提高 VNDetectHumanBodyPoseRequest 的身体跟踪性能答案

【问题标题】：Improve body tracking performance of VNDetectHumanBodyPoseRequest提高 VNDetectHumanBodyPoseRequest 的身体跟踪性能
【发布时间】：2020-11-03 06:05:54
【问题描述】：

我正在尝试通过VNDetectHumanBodyPoseRequest 的身体跟踪来提高绘制骨骼的性能，即使在 5 米之外，并且使用稳定的 iPhone XS 摄像头。

跟踪对我身体右下肢的置信度低，滞后明显，有抖动。

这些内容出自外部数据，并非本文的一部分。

//! The slice of the OpenVR `IVRSystem` / `IVRCompositor` API the session uses.

use crate::{TextureId, VREye};

pub const MAX_TRACKED_DEVICES: usize = 64;
pub const HMD_DEVICE_INDEX: u32 = 0;

/// Mirrors `TrackedDevicePose_t`.
#[derive(Debug, Clone, Copy, PartialEq, Default)]
pub struct OpenVRTrackedPose {
    // Row-major 3x4 device-to-tracking transform.
    pub device_to_absolute: [[f32; 4]; 3],
    pub velocity: [f32; 3],
    pub angular_velocity: [f32; 3],
    pub pose_is_valid: bool,
    pub device_is_connected: bool,
}

/// Raw projection in tangent units, as returned by `GetProjectionRaw`.
/// `left` and `top` are negative for a conventional frustum.
#[derive(Debug, Clone, Copy, PartialEq)]
pub struct ProjectionRaw {
    pub left: f32,
    pub right: f32,
    pub top: f32,
    pub bottom: f32,
}

#[derive(Debug, Clone, Copy, PartialEq, Eq)]
pub enum DeviceClass {
    Invalid,
    Hmd,
    Controller,
    GenericTracker,
    TrackingReference,
    DisplayRedirect,
}

#[derive(Debug, Clone, Copy, PartialEq, Eq)]
pub enum ControllerRole {
    Invalid,
    LeftHand,
    RightHand,
}

/// Mirrors `VRControllerState_t`.
#[derive(Debug, Clone, Copy, PartialEq, Default)]
pub struct OpenVRControllerState {
    pub packet_num: u32,
    pub button_pressed: u64,
    pub button_touched: u64,
    // rAxis[0] is the trackpad, rAxis[1] the trigger (x only).
    pub axis: [[f32; 2]; 5],
}

#[derive(Debug, Clone, Copy, PartialEq, Eq)]
pub enum StringProperty {
    TrackingSystemName,
    ModelNumber,
    SerialNumber,
    ManufacturerName,
    FirmwareVersion,
}

#[derive(Debug, Clone, Copy, PartialEq, Eq)]
pub enum FloatProperty {
    DisplayFrequency,
    UserIpdMeters,
}

#[derive(Debug, Clone, Copy, PartialEq, Eq)]
pub enum OpenVREvent {
    Quit,
    TrackedDeviceActivated(u32),
    TrackedDeviceDeactivated(u32),
    TrackedDeviceUserInteractionStarted(u32),
    TrackedDeviceUserInteractionEnded(u32),
    IpdChanged,
    ChaperoneDataHasChanged,
    DashboardActivated,
    DashboardDeactivated,
    SeatedZeroPoseReset,
    Other(u32),
}

/// `VRTextureBounds_t`
#[derive(Debug, Clone, Copy, PartialEq)]
pub struct TextureBounds {
    pub u_min: f32,
    pub v_min: f32,
    pub u_max: f32,
    pub v_max: f32,
}

impl TextureBounds {
    // Layers carry (uMin, vMin, uWidth, vHeight).
    pub fn from_layer_bounds(bounds: &[f32; 4]) -> TextureBounds {
        TextureBounds {
            u_min: bounds[0],
            v_min: bounds[1],
            u_max: bounds[0] + bounds[2],
            v_max: bounds[1] + bounds[3],
        }
    }
}

/// `EVRCompositorError`, minus `None`.
#[derive(Debug, Clone, Copy, PartialEq, Eq)]
pub enum CompositorError {
    RequestFailed,
    IncompatibleVersion,
    DoNotHaveFocus,
    InvalidTexture,
    IsNotSceneApplication,
    TextureIsOnWrongDevice,
    TextureUsesUnsupportedFormat,
    SharedTexturesNotSupported,
    IndexOutOfRange,
    AlreadySubmitted,
}

pub trait OpenVRRuntime {
    fn is_runtime_installed(&self) -> bool;

    fn is_hmd_present(&self) -> bool;

    /// `VR_Init` as a scene application. Returns the init error on failure.
    fn init(&self) -> Result<(), String>;

    fn shutdown(&self);

    /// Fetches the compositor interface and selects the seated tracking universe.
    fn compositor_available(&self) -> bool;

    fn recommended_render_target_size(&self) -> (u32, u32);

    fn projection_raw(&self, eye: VREye) -> ProjectionRaw;

    fn eye_to_head_transform(&self, eye: VREye) -> [[f32; 4]; 3];

    fn string_property(&self, index: u32, property: StringProperty) -> Option<String>;

    fn float_property(&self, index: u32, property: FloatProperty) -> Option<f32>;

    /// Blocks until the compositor is ready for the next frame and fills `poses`
    /// with poses predicted for it.
    fn wait_get_poses(&self, poses: &mut [OpenVRTrackedPose]) -> Result<(), CompositorError>;

    fn device_class(&self, index: u32) -> DeviceClass;

    fn controller_role(&self, index: u32) -> ControllerRole;

    fn controller_state(&self, index: u32) -> Option<OpenVRControllerState>;

    fn poll_next_event(&self) -> Option<OpenVREvent>;

    fn submit(&self, eye: VREye, texture: TextureId, bounds: &TextureBounds) -> Result<(), CompositorError>;

    fn post_present_handoff(&self);

    fn reset_seated_zero_pose(&self);
}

我无法复制今年 WWDC demo video 中展示的性能。

这里是相关代码，改编自Apple's sample code：

class Predictor {
  func extractPoses(_ sampleBuffer: CMSampleBuffer) throws -> [VNRecognizedPointsObservation] {
    let requestHandler = VNImageRequestHandler(cmSampleBuffer: sampleBuffer, orientation: .down)
    
    let request = VNDetectHumanBodyPoseRequest()
    
    do {
      // Perform the body pose-detection request.
      try requestHandler.perform([request])
    } catch {
      print("Unable to perform the request: \(error).\n")
    }
    
    return (request.results as? [VNRecognizedPointsObservation]) ?? [VNRecognizedPointsObservation]()
  }
}

我已捕获视频数据并在此处处理示例缓冲区：

class CameraViewController: AVCaptureVideoDataOutputSampleBufferDelegate {

  func captureOutput(_ output: AVCaptureOutput, didOutput sampleBuffer: CMSampleBuffer, from connection: AVCaptureConnection) {
    let observations = try? predictor.extractPoses(sampleBuffer)
    observations?.forEach { processObservation($0) }
  }

  func processObservation(_ observation: VNRecognizedPointsObservation) {
    
    // Retrieve all torso points.
    guard let recognizedPoints =
            try? observation.recognizedPoints(forGroupKey: .all) else {
      return
    }
    
    let storedPoints = Dictionary(uniqueKeysWithValues: recognizedPoints.compactMap { (key, point) -> (String, CGPoint)? in
      return (key.rawValue, point.location)
    })
    
    DispatchQueue.main.sync {
      let mappedPoints = Dictionary(uniqueKeysWithValues: recognizedPoints.compactMap { (key, point) -> (String, CGPoint)? in
        guard point.confidence > 0.1 else { return nil }
        let norm = VNImagePointForNormalizedPoint(point.location,
                                                  Int(drawingView.bounds.width),
                                                  Int(drawingView.bounds.height))
        return (key.rawValue, norm)
      })
      
      let time = 1000 * observation.timeRange.start.seconds
      
      
      // Draw the points onscreen.
      DispatchQueue.main.async {
        self.drawingView.draw(points: mappedPoints)
      }
    }
  }
}

drawingView.draw 函数用于在相机视图顶部自定义UIView，并使用CALayer 子层绘制点。 AVCaptureSession 代码与示例代码here 完全相同。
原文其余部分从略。